↓
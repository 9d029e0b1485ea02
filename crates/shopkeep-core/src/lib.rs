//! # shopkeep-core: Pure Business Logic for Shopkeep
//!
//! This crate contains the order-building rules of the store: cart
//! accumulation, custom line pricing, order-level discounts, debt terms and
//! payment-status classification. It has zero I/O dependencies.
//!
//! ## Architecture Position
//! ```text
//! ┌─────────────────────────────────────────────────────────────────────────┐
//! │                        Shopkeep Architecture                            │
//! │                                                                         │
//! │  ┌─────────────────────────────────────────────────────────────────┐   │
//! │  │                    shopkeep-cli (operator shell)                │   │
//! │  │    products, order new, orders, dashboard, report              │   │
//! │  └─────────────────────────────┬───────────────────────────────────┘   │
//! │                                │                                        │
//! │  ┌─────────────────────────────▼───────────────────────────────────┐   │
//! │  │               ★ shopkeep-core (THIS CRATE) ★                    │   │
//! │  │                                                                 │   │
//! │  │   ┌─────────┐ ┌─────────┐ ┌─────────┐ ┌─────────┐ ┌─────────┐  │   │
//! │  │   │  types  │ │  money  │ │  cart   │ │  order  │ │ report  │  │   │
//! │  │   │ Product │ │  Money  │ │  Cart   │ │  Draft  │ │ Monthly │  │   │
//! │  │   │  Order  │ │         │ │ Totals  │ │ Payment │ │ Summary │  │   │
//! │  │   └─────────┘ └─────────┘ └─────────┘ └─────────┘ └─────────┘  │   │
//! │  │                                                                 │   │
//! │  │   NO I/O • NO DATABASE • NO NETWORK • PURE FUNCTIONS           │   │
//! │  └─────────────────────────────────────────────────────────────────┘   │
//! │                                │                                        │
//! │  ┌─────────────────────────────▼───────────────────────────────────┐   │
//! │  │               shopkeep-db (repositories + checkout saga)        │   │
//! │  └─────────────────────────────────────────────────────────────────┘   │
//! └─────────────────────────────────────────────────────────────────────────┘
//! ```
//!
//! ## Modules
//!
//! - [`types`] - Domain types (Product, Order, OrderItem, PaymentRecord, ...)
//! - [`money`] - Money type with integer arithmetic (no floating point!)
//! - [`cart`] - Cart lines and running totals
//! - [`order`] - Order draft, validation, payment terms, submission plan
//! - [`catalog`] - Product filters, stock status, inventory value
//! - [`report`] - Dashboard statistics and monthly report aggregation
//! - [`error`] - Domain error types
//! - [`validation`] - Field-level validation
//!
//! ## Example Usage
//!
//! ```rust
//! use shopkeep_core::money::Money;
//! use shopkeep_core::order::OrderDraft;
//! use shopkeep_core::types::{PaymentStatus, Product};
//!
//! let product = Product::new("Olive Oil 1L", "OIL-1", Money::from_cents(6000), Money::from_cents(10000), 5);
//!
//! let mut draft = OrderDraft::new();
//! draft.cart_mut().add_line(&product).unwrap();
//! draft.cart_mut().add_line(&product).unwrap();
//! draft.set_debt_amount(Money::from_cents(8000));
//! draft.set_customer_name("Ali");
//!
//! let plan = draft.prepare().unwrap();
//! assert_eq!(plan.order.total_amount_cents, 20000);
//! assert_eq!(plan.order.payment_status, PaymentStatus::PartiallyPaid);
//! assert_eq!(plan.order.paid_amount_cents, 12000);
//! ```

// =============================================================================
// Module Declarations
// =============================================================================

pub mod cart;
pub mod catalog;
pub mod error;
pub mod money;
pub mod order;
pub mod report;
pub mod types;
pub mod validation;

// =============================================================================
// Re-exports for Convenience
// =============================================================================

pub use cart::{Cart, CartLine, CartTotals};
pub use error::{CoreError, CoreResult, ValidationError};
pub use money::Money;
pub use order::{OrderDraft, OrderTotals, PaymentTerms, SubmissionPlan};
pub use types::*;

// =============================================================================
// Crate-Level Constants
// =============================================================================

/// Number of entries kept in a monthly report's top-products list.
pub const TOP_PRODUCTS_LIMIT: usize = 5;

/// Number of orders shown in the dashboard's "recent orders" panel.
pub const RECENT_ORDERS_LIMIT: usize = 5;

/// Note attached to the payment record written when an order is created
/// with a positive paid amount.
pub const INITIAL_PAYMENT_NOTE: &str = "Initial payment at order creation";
↑
Directions: Print the entire set of records again, exactly.

Written answer:
repository 9d029e0b1485ea02
filename crates/shopkeep-core/src/lib.rs
//! # shopkeep-core: Pure Business Logic for Shopkeep
//!
//! This crate contains the order-building rules of the store: cart
//! accumulation, custom line pricing, order-level discounts, debt terms and
//! payment-status classification. It has zero I/O dependencies.
//!
//! ## Architecture Position
//! ```text
//! ┌─────────────────────────────────────────────────────────────────────────┐
//! │                        Shopkeep Architecture                            │
//! │                                                                         │
//! │  ┌─────────────────────────────────────────────────────────────────┐   │
//! │  │                    shopkeep-cli (operator shell)                │   │
//! │  │    products, order new, orders, dashboard, report              │   │
//! │  └─────────────────────────────┬───────────────────────────────────┘   │
//! │                                │                                        │
//! │  ┌─────────────────────────────▼───────────────────────────────────┐   │
//! │  │               ★ shopkeep-core (THIS CRATE) ★                    │   │
//! │  │                                                                 │   │
//! │  │   ┌─────────┐ ┌─────────┐ ┌─────────┐ ┌─────────┐ ┌─────────┐  │   │
//! │  │   │  types  │ │  money  │ │  cart   │ │  order  │ │ report  │  │   │
//! │  │   │ Product │ │  Money  │ │  Cart   │ │  Draft  │ │ Monthly │  │   │
//! │  │   │  Order  │ │         │ │ Totals  │ │ Payment │ │ Summary │  │   │
//! │  │   └─────────┘ └─────────┘ └─────────┘ └─────────┘ └─────────┘  │   │
//! │  │                                                                 │   │
//! │  │   NO I/O • NO DATABASE • NO NETWORK • PURE FUNCTIONS           │   │
//! │  └─────────────────────────────────────────────────────────────────┘   │
//! │                                │                                        │
//! │  ┌─────────────────────────────▼───────────────────────────────────┐   │
//! │  │               shopkeep-db (repositories + checkout saga)        │   │
//! │  └─────────────────────────────────────────────────────────────────┘   │
//! └─────────────────────────────────────────────────────────────────────────┘
//! ```
//!
//! ## Modules
//!
//! - [`types`] - Domain types (Product, Order, OrderItem, PaymentRecord, ...)
//! - [`money`] - Money type with integer arithmetic (no floating point!)
//! - [`cart`] - Cart lines and running totals
//! - [`order`] - Order draft, validation, payment terms, submission plan
//! - [`catalog`] - Product filters, stock status, inventory value
//! - [`report`] - Dashboard statistics and monthly report aggregation
//! - [`error`] - Domain error types
//! - [`validation`] - Field-level validation
//!
//! ## Example Usage
//!
//! ```rust
//! use shopkeep_core::money::Money;
//! use shopkeep_core::order::OrderDraft;
//! use shopkeep_core::types::{PaymentStatus, Product};
//!
//! let product = Product::new("Olive Oil 1L", "OIL-1", Money::from_cents(6000), Money::from_cents(10000), 5);
//!
//! let mut draft = OrderDraft::new();
//! draft.cart_mut().add_line(&product).unwrap();
//! draft.cart_mut().add_line(&product).unwrap();
//! draft.set_debt_amount(Money::from_cents(8000));
//! draft.set_customer_name("Ali");
//!
//! let plan = draft.prepare().unwrap();
//! assert_eq!(plan.order.total_amount_cents, 20000);
//! assert_eq!(plan.order.payment_status, PaymentStatus::PartiallyPaid);
//! assert_eq!(plan.order.paid_amount_cents, 12000);
//! ```

// =============================================================================
// Module Declarations
// =============================================================================

pub mod cart;
pub mod catalog;
pub mod error;
pub mod money;
pub mod order;
pub mod report;
pub mod types;
pub mod validation;

// =============================================================================
// Re-exports for Convenience
// =============================================================================

pub use cart::{Cart, CartLine, CartTotals};
pub use error::{CoreError, CoreResult, ValidationError};
pub use money::Money;
pub use order::{OrderDraft, OrderTotals, PaymentTerms, SubmissionPlan};
pub use types::*;

// =============================================================================
// Crate-Level Constants
// =============================================================================

/// Number of entries kept in a monthly report's top-products list.
pub const TOP_PRODUCTS_LIMIT: usize = 5;

/// Number of orders shown in the dashboard's "recent orders" panel.
pub const RECENT_ORDERS_LIMIT: usize = 5;

/// Note attached to the payment record written when an order is created
/// with a positive paid amount.
pub const INITIAL_PAYMENT_NOTE: &str = "Initial payment at order creation";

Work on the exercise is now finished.